[Dataset entries]

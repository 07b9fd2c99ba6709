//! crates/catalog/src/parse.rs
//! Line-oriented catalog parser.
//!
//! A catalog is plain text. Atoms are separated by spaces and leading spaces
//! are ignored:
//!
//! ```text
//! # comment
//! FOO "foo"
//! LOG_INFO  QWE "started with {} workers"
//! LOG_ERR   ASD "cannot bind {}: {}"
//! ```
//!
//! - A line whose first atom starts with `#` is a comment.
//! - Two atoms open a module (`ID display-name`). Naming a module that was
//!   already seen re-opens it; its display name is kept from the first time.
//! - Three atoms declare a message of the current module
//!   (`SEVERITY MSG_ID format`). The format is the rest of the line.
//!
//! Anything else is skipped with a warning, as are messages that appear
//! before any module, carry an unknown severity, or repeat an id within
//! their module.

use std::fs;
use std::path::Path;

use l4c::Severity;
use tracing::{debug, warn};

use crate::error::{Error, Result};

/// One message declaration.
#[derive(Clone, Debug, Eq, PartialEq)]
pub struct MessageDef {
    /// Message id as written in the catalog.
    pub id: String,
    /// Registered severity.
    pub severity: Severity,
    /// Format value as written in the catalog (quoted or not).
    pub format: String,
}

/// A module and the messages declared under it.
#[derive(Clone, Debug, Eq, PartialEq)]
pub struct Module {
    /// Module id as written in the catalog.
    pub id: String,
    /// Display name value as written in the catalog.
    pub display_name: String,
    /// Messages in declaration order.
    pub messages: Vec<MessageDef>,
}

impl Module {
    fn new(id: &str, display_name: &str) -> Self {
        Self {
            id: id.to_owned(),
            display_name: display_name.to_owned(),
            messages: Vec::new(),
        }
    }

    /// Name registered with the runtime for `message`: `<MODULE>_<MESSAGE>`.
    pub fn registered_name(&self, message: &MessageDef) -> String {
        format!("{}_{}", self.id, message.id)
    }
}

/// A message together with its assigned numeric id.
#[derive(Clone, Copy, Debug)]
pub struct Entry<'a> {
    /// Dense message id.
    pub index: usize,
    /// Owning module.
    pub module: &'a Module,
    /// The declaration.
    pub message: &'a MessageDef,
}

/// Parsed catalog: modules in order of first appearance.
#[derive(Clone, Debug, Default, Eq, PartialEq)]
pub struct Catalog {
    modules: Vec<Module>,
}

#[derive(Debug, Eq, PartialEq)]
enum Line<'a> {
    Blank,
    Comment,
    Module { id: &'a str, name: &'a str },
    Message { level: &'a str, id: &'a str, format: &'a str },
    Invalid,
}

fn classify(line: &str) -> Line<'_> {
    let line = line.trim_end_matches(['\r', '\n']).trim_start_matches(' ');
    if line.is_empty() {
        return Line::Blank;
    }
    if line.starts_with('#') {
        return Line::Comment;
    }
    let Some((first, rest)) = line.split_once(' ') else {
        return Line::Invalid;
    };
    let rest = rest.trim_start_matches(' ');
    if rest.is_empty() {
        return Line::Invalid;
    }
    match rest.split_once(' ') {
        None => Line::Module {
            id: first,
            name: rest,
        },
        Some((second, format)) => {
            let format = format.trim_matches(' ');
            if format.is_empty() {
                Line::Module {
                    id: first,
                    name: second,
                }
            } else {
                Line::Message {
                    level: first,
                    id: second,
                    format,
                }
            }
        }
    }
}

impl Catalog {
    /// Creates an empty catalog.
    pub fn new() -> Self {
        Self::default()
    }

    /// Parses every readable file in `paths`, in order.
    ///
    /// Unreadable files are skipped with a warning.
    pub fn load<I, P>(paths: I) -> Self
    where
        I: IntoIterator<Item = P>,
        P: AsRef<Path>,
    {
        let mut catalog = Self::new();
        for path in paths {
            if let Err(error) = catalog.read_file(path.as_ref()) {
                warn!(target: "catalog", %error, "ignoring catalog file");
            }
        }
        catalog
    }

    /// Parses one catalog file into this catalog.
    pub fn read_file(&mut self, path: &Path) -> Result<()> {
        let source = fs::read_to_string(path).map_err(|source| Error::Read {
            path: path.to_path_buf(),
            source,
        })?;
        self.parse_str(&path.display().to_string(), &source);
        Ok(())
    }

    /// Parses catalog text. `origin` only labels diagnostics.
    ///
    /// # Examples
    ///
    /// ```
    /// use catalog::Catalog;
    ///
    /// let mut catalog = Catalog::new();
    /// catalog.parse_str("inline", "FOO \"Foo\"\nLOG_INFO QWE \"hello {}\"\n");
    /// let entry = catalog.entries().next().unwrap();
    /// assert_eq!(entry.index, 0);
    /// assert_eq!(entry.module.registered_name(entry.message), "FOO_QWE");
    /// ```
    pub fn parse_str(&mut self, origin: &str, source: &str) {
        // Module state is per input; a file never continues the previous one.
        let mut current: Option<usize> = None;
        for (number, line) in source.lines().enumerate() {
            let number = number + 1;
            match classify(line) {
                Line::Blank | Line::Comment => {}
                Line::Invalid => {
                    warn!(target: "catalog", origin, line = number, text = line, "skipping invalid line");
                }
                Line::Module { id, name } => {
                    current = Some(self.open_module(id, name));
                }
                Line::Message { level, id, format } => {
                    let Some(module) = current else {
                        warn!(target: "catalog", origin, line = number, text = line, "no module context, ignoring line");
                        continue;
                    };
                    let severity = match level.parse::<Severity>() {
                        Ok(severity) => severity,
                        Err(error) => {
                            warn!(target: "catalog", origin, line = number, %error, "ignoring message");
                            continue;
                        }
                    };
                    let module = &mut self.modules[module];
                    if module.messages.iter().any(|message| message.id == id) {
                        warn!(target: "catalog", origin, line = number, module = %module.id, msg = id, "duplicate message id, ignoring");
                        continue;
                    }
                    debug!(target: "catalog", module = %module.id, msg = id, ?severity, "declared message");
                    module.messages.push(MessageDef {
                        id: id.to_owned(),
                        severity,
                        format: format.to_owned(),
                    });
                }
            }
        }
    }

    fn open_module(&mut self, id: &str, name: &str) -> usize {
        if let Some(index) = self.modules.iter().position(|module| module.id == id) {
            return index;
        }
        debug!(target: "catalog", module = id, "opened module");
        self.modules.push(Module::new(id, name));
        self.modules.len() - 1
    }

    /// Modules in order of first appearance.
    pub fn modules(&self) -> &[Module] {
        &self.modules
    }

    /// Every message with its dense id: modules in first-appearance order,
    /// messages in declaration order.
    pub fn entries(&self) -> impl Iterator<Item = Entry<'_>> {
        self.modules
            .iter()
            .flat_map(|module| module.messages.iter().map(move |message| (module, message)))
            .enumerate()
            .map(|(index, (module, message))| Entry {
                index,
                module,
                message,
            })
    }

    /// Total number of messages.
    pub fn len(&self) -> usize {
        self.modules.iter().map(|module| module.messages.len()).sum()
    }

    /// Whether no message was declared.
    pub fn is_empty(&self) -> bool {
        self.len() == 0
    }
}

■ **What you need to do**
The expected output is the exact run of lines from the start of the entries through the line with "is a comment.", inclusive.

■ **Solved exercise**
repository 07b9fd2c99ba6709
//! crates/catalog/src/parse.rs
//! Line-oriented catalog parser.
//!
//! A catalog is plain text. Atoms are separated by spaces and leading spaces
//! are ignored:
//!
//! ```text
//! # comment
//! FOO "foo"
//! LOG_INFO  QWE "started with {} workers"
//! LOG_ERR   ASD "cannot bind {}: {}"
//! ```
//!
//! - A line whose first atom starts with `#` is a comment.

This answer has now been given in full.